What to do: Repeat exactly the lines from the first line of the records through the line containing "conn_manager = ConnectionManager::new(client).await.map_err(|e|", and nothing more.

** Opening Raw data block **

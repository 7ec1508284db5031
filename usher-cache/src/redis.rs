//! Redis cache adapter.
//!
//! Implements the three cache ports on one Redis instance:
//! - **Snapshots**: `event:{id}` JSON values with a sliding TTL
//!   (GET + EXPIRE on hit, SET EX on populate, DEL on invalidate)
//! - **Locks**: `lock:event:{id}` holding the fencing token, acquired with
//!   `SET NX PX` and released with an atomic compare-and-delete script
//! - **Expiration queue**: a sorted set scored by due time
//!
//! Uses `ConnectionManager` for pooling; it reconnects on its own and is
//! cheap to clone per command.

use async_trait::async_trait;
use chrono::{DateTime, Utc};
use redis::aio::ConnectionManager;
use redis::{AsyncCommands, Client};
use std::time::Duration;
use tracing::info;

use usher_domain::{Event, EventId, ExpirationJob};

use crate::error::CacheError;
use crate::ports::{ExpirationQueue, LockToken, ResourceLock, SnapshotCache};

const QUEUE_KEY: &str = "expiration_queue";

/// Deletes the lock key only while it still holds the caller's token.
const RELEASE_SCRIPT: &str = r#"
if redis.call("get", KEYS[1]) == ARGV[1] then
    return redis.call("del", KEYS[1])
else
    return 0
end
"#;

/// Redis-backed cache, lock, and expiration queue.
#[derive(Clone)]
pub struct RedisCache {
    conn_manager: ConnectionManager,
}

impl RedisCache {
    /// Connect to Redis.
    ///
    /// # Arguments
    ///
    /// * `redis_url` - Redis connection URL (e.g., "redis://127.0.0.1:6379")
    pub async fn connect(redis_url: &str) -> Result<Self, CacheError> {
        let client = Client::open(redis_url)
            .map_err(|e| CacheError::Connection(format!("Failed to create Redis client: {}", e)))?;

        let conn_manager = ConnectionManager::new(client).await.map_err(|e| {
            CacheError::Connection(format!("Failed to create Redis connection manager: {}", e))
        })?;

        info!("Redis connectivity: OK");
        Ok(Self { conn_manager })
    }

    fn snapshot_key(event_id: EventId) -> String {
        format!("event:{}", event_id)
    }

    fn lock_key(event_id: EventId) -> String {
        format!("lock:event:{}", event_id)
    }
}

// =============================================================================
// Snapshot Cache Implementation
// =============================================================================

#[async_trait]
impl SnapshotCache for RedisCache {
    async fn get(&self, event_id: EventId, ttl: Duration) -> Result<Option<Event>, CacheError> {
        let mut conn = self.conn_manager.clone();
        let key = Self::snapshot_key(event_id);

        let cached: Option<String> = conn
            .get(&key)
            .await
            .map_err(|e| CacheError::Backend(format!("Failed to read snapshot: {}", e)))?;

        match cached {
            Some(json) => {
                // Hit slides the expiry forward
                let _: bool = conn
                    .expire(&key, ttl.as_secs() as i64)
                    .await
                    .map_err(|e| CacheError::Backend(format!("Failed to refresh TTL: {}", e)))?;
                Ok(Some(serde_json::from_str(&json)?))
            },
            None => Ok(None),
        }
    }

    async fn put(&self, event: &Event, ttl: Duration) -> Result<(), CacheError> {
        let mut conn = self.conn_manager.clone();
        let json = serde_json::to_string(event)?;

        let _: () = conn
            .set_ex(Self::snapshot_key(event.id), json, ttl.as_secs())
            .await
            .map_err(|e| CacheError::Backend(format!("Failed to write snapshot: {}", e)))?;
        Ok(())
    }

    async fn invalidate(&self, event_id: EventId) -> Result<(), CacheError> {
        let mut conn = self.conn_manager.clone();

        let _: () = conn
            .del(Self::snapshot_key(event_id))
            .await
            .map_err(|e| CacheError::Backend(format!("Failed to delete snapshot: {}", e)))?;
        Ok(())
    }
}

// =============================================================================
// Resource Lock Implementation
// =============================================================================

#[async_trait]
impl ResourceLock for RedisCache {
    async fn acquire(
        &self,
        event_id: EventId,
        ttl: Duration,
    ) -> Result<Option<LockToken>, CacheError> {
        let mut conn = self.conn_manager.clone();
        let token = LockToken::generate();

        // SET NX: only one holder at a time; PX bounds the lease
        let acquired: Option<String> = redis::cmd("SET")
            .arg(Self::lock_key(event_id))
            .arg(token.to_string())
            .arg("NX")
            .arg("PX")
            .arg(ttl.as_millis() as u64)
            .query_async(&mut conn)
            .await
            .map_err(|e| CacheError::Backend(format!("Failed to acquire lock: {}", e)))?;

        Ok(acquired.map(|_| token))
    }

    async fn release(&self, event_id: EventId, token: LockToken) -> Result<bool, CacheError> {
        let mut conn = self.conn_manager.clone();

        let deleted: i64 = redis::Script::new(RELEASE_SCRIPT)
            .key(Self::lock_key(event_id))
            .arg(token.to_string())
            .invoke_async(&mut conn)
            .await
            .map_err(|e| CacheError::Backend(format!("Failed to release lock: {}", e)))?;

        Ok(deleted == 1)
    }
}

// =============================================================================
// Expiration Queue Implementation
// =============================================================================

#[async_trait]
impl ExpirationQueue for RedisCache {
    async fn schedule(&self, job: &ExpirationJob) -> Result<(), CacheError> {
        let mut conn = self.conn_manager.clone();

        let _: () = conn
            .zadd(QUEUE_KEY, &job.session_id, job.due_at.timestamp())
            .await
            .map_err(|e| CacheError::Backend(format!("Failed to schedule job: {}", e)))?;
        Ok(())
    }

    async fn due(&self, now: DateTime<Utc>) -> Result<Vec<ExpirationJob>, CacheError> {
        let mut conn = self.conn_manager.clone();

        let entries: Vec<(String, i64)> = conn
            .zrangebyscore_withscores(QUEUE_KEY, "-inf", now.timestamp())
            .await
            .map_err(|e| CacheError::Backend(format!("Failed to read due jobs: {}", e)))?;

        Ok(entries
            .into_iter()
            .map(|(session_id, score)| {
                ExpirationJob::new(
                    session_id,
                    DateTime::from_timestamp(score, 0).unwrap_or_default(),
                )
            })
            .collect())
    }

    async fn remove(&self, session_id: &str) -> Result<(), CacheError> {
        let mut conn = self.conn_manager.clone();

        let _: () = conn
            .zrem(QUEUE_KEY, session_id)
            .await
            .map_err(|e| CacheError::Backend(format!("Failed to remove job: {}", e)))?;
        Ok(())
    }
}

** Closing Raw data block **

Expected answer:
repository 7ec1508284db5031
filename usher-cache/src/redis.rs
//! Redis cache adapter.
//!
//! Implements the three cache ports on one Redis instance:
//! - **Snapshots**: `event:{id}` JSON values with a sliding TTL
//!   (GET + EXPIRE on hit, SET EX on populate, DEL on invalidate)
//! - **Locks**: `lock:event:{id}` holding the fencing token, acquired with
//!   `SET NX PX` and released with an atomic compare-and-delete script
//! - **Expiration queue**: a sorted set scored by due time
//!
//! Uses `ConnectionManager` for pooling; it reconnects on its own and is
//! cheap to clone per command.

use async_trait::async_trait;
use chrono::{DateTime, Utc};
use redis::aio::ConnectionManager;
use redis::{AsyncCommands, Client};
use std::time::Duration;
use tracing::info;

use usher_domain::{Event, EventId, ExpirationJob};

use crate::error::CacheError;
use crate::ports::{ExpirationQueue, LockToken, ResourceLock, SnapshotCache};

const QUEUE_KEY: &str = "expiration_queue";

/// Deletes the lock key only while it still holds the caller's token.
const RELEASE_SCRIPT: &str = r#"
if redis.call("get", KEYS[1]) == ARGV[1] then
    return redis.call("del", KEYS[1])
else
    return 0
end
"#;

/// Redis-backed cache, lock, and expiration queue.
#[derive(Clone)]
pub struct RedisCache {
    conn_manager: ConnectionManager,
}

impl RedisCache {
    /// Connect to Redis.
    ///
    /// # Arguments
    ///
    /// * `redis_url` - Redis connection URL (e.g., "redis://127.0.0.1:6379")
    pub async fn connect(redis_url: &str) -> Result<Self, CacheError> {
        let client = Client::open(redis_url)
            .map_err(|e| CacheError::Connection(format!("Failed to create Redis client: {}", e)))?;

        let conn_manager = ConnectionManager::new(client).await.map_err(|e| {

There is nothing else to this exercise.